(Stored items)
________
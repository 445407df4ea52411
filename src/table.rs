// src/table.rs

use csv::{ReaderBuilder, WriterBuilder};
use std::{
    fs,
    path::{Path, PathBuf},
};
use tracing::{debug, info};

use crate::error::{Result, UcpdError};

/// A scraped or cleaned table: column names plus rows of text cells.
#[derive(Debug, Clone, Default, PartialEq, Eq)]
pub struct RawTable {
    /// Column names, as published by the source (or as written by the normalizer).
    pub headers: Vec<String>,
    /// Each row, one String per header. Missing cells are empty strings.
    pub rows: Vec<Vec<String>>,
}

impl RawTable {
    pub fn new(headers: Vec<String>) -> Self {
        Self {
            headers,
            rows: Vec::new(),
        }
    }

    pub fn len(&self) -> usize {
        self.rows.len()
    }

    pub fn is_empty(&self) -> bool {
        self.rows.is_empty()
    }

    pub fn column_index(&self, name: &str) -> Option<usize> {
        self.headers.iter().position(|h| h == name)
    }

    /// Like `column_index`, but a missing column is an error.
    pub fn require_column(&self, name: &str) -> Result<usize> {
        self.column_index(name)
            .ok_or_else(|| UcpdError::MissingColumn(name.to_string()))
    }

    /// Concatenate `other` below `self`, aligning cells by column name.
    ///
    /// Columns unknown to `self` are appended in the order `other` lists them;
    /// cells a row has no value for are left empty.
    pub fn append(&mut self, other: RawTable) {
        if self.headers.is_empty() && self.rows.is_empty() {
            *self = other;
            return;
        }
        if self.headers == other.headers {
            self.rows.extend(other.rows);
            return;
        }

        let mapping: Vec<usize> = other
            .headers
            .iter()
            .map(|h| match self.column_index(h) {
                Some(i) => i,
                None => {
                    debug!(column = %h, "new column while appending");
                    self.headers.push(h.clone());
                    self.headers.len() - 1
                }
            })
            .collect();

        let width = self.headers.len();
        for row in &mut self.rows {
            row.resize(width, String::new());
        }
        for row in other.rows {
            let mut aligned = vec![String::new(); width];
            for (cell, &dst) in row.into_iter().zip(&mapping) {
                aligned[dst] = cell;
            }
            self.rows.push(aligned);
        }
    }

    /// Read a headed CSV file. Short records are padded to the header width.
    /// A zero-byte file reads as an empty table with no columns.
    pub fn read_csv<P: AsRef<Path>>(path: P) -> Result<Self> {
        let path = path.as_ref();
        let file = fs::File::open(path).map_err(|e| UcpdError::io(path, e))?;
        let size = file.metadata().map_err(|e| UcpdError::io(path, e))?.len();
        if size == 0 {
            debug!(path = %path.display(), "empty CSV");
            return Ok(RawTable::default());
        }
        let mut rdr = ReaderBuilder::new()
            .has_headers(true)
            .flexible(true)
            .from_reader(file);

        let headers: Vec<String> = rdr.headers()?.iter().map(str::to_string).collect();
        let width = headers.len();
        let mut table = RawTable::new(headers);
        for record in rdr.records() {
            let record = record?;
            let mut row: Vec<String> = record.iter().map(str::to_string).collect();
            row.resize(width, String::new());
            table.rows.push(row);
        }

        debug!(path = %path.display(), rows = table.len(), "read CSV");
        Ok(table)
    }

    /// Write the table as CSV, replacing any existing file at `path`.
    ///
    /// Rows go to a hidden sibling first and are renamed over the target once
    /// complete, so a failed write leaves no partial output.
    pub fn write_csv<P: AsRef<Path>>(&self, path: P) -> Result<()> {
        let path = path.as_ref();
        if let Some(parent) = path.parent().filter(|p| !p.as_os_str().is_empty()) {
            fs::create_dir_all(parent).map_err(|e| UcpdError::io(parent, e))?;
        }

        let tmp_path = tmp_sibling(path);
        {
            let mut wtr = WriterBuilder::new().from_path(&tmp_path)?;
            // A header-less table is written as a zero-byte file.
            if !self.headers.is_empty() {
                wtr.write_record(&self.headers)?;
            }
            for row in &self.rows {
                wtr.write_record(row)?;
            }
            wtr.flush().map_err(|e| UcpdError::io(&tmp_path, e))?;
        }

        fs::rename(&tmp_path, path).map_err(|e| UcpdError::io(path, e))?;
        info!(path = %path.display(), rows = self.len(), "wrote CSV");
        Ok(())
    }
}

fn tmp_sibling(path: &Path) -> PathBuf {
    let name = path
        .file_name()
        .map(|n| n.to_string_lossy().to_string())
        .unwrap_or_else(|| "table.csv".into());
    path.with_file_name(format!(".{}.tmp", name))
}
________
(WORK INSTRUCTION)
The expected answer is every line above in which the word "byte" appears.

(ANSWER SECTION)
    /// A zero-byte file reads as an empty table with no columns.
            // A header-less table is written as a zero-byte file.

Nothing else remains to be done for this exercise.